[Dataset entries]

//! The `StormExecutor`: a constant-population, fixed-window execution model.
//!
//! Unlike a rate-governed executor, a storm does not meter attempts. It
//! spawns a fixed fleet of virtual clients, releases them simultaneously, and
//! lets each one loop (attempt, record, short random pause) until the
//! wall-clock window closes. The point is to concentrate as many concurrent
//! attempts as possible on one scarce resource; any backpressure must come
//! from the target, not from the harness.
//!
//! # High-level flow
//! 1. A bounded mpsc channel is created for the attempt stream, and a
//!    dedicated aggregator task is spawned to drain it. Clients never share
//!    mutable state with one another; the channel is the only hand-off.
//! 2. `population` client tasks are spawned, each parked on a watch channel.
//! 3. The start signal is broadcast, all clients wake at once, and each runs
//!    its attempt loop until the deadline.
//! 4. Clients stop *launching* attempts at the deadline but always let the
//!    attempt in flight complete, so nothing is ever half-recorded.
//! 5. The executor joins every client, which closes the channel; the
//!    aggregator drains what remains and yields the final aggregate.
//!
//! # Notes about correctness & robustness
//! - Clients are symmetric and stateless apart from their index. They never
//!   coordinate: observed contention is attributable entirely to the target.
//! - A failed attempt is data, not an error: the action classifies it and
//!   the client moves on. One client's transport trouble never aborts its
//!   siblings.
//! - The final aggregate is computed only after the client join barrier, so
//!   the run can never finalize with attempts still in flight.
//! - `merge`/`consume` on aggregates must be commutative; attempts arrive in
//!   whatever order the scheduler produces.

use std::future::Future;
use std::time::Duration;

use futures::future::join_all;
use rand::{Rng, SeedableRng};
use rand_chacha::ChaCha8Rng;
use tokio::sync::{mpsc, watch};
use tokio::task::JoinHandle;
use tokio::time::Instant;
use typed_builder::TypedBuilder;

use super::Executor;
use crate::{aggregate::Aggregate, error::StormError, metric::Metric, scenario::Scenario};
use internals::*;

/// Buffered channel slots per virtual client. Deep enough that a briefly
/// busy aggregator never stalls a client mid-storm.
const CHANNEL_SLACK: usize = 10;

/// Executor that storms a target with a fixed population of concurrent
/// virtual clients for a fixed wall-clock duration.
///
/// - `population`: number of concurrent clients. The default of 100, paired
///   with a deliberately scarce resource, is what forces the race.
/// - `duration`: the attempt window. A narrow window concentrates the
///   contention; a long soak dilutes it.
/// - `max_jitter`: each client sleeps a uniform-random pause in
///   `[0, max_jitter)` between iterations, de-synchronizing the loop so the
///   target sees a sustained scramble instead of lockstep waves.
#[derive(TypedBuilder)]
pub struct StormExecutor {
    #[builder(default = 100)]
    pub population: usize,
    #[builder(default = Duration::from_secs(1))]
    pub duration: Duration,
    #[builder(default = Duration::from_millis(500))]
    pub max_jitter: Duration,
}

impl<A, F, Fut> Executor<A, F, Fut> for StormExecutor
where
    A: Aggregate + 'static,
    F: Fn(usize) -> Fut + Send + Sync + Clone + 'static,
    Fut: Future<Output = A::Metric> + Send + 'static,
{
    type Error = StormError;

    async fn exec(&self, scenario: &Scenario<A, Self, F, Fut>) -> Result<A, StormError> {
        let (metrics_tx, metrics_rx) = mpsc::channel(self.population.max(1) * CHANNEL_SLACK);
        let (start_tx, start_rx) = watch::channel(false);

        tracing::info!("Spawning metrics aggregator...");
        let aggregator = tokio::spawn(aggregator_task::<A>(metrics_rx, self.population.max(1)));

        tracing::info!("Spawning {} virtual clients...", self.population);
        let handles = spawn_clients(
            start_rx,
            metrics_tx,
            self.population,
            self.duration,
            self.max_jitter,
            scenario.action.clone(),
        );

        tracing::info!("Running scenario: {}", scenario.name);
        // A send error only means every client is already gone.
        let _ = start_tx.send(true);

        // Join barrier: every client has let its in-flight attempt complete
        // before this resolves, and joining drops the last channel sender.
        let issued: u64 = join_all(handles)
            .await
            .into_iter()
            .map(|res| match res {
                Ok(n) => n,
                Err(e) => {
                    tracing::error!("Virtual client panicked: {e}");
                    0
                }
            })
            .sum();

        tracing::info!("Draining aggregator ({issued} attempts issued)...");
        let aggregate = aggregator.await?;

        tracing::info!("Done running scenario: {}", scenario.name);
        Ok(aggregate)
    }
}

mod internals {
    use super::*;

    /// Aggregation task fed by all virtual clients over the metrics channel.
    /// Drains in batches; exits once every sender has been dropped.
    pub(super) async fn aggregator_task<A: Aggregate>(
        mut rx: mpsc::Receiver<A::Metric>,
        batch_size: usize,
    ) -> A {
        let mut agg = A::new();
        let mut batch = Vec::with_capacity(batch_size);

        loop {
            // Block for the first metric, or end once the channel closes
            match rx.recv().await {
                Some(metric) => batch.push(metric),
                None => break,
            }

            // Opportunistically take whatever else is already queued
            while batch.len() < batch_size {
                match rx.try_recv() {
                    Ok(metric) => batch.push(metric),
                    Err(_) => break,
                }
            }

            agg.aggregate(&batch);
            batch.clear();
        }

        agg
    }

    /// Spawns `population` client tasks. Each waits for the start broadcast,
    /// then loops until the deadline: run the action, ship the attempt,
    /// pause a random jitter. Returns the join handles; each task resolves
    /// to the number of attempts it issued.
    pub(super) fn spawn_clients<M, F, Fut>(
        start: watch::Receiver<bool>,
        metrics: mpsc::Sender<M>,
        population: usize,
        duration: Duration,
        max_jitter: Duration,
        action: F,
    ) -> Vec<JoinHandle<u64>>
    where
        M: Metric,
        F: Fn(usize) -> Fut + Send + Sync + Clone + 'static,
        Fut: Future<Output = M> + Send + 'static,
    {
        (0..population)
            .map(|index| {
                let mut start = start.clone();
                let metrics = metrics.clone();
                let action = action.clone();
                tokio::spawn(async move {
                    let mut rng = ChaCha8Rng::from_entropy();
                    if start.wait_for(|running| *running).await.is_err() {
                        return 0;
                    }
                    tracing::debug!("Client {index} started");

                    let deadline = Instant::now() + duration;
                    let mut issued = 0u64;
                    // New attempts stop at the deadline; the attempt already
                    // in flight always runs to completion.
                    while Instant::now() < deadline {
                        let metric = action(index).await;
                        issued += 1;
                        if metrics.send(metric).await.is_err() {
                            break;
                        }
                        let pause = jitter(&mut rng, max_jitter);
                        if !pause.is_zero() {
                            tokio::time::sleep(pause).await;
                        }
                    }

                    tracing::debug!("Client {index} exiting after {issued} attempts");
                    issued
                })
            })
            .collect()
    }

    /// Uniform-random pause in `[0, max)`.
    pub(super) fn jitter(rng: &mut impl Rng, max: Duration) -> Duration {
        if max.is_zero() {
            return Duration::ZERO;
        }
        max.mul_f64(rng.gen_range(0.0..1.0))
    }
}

Exercise prompt:
Reproduce the data exactly, character for character.

Exercise solution:
//! The `StormExecutor`: a constant-population, fixed-window execution model.
//!
//! Unlike a rate-governed executor, a storm does not meter attempts. It
//! spawns a fixed fleet of virtual clients, releases them simultaneously, and
//! lets each one loop (attempt, record, short random pause) until the
//! wall-clock window closes. The point is to concentrate as many concurrent
//! attempts as possible on one scarce resource; any backpressure must come
//! from the target, not from the harness.
//!
//! # High-level flow
//! 1. A bounded mpsc channel is created for the attempt stream, and a
//!    dedicated aggregator task is spawned to drain it. Clients never share
//!    mutable state with one another; the channel is the only hand-off.
//! 2. `population` client tasks are spawned, each parked on a watch channel.
//! 3. The start signal is broadcast, all clients wake at once, and each runs
//!    its attempt loop until the deadline.
//! 4. Clients stop *launching* attempts at the deadline but always let the
//!    attempt in flight complete, so nothing is ever half-recorded.
//! 5. The executor joins every client, which closes the channel; the
//!    aggregator drains what remains and yields the final aggregate.
//!
//! # Notes about correctness & robustness
//! - Clients are symmetric and stateless apart from their index. They never
//!   coordinate: observed contention is attributable entirely to the target.
//! - A failed attempt is data, not an error: the action classifies it and
//!   the client moves on. One client's transport trouble never aborts its
//!   siblings.
//! - The final aggregate is computed only after the client join barrier, so
//!   the run can never finalize with attempts still in flight.
//! - `merge`/`consume` on aggregates must be commutative; attempts arrive in
//!   whatever order the scheduler produces.

use std::future::Future;
use std::time::Duration;

use futures::future::join_all;
use rand::{Rng, SeedableRng};
use rand_chacha::ChaCha8Rng;
use tokio::sync::{mpsc, watch};
use tokio::task::JoinHandle;
use tokio::time::Instant;
use typed_builder::TypedBuilder;

use super::Executor;
use crate::{aggregate::Aggregate, error::StormError, metric::Metric, scenario::Scenario};
use internals::*;

/// Buffered channel slots per virtual client. Deep enough that a briefly
/// busy aggregator never stalls a client mid-storm.
const CHANNEL_SLACK: usize = 10;

/// Executor that storms a target with a fixed population of concurrent
/// virtual clients for a fixed wall-clock duration.
///
/// - `population`: number of concurrent clients. The default of 100, paired
///   with a deliberately scarce resource, is what forces the race.
/// - `duration`: the attempt window. A narrow window concentrates the
///   contention; a long soak dilutes it.
/// - `max_jitter`: each client sleeps a uniform-random pause in
///   `[0, max_jitter)` between iterations, de-synchronizing the loop so the
///   target sees a sustained scramble instead of lockstep waves.
#[derive(TypedBuilder)]
pub struct StormExecutor {
    #[builder(default = 100)]
    pub population: usize,
    #[builder(default = Duration::from_secs(1))]
    pub duration: Duration,
    #[builder(default = Duration::from_millis(500))]
    pub max_jitter: Duration,
}

impl<A, F, Fut> Executor<A, F, Fut> for StormExecutor
where
    A: Aggregate + 'static,
    F: Fn(usize) -> Fut + Send + Sync + Clone + 'static,
    Fut: Future<Output = A::Metric> + Send + 'static,
{
    type Error = StormError;

    async fn exec(&self, scenario: &Scenario<A, Self, F, Fut>) -> Result<A, StormError> {
        let (metrics_tx, metrics_rx) = mpsc::channel(self.population.max(1) * CHANNEL_SLACK);
        let (start_tx, start_rx) = watch::channel(false);

        tracing::info!("Spawning metrics aggregator...");
        let aggregator = tokio::spawn(aggregator_task::<A>(metrics_rx, self.population.max(1)));

        tracing::info!("Spawning {} virtual clients...", self.population);
        let handles = spawn_clients(
            start_rx,
            metrics_tx,
            self.population,
            self.duration,
            self.max_jitter,
            scenario.action.clone(),
        );

        tracing::info!("Running scenario: {}", scenario.name);
        // A send error only means every client is already gone.
        let _ = start_tx.send(true);

        // Join barrier: every client has let its in-flight attempt complete
        // before this resolves, and joining drops the last channel sender.
        let issued: u64 = join_all(handles)
            .await
            .into_iter()
            .map(|res| match res {
                Ok(n) => n,
                Err(e) => {
                    tracing::error!("Virtual client panicked: {e}");
                    0
                }
            })
            .sum();

        tracing::info!("Draining aggregator ({issued} attempts issued)...");
        let aggregate = aggregator.await?;

        tracing::info!("Done running scenario: {}", scenario.name);
        Ok(aggregate)
    }
}

mod internals {
    use super::*;

    /// Aggregation task fed by all virtual clients over the metrics channel.
    /// Drains in batches; exits once every sender has been dropped.
    pub(super) async fn aggregator_task<A: Aggregate>(
        mut rx: mpsc::Receiver<A::Metric>,
        batch_size: usize,
    ) -> A {
        let mut agg = A::new();
        let mut batch = Vec::with_capacity(batch_size);

        loop {
            // Block for the first metric, or end once the channel closes
            match rx.recv().await {
                Some(metric) => batch.push(metric),
                None => break,
            }

            // Opportunistically take whatever else is already queued
            while batch.len() < batch_size {
                match rx.try_recv() {
                    Ok(metric) => batch.push(metric),
                    Err(_) => break,
                }
            }

            agg.aggregate(&batch);
            batch.clear();
        }

        agg
    }

    /// Spawns `population` client tasks. Each waits for the start broadcast,
    /// then loops until the deadline: run the action, ship the attempt,
    /// pause a random jitter. Returns the join handles; each task resolves
    /// to the number of attempts it issued.
    pub(super) fn spawn_clients<M, F, Fut>(
        start: watch::Receiver<bool>,
        metrics: mpsc::Sender<M>,
        population: usize,
        duration: Duration,
        max_jitter: Duration,
        action: F,
    ) -> Vec<JoinHandle<u64>>
    where
        M: Metric,
        F: Fn(usize) -> Fut + Send + Sync + Clone + 'static,
        Fut: Future<Output = M> + Send + 'static,
    {
        (0..population)
            .map(|index| {
                let mut start = start.clone();
                let metrics = metrics.clone();
                let action = action.clone();
                tokio::spawn(async move {
                    let mut rng = ChaCha8Rng::from_entropy();
                    if start.wait_for(|running| *running).await.is_err() {
                        return 0;
                    }
                    tracing::debug!("Client {index} started");

                    let deadline = Instant::now() + duration;
                    let mut issued = 0u64;
                    // New attempts stop at the deadline; the attempt already
                    // in flight always runs to completion.
                    while Instant::now() < deadline {
                        let metric = action(index).await;
                        issued += 1;
                        if metrics.send(metric).await.is_err() {
                            break;
                        }
                        let pause = jitter(&mut rng, max_jitter);
                        if !pause.is_zero() {
                            tokio::time::sleep(pause).await;
                        }
                    }

                    tracing::debug!("Client {index} exiting after {issued} attempts");
                    issued
                })
            })
            .collect()
    }

    /// Uniform-random pause in `[0, max)`.
    pub(super) fn jitter(rng: &mut impl Rng, max: Duration) -> Duration {
        if max.is_zero() {
            return Duration::ZERO;
        }
        max.mul_f64(rng.gen_range(0.0..1.0))
    }
}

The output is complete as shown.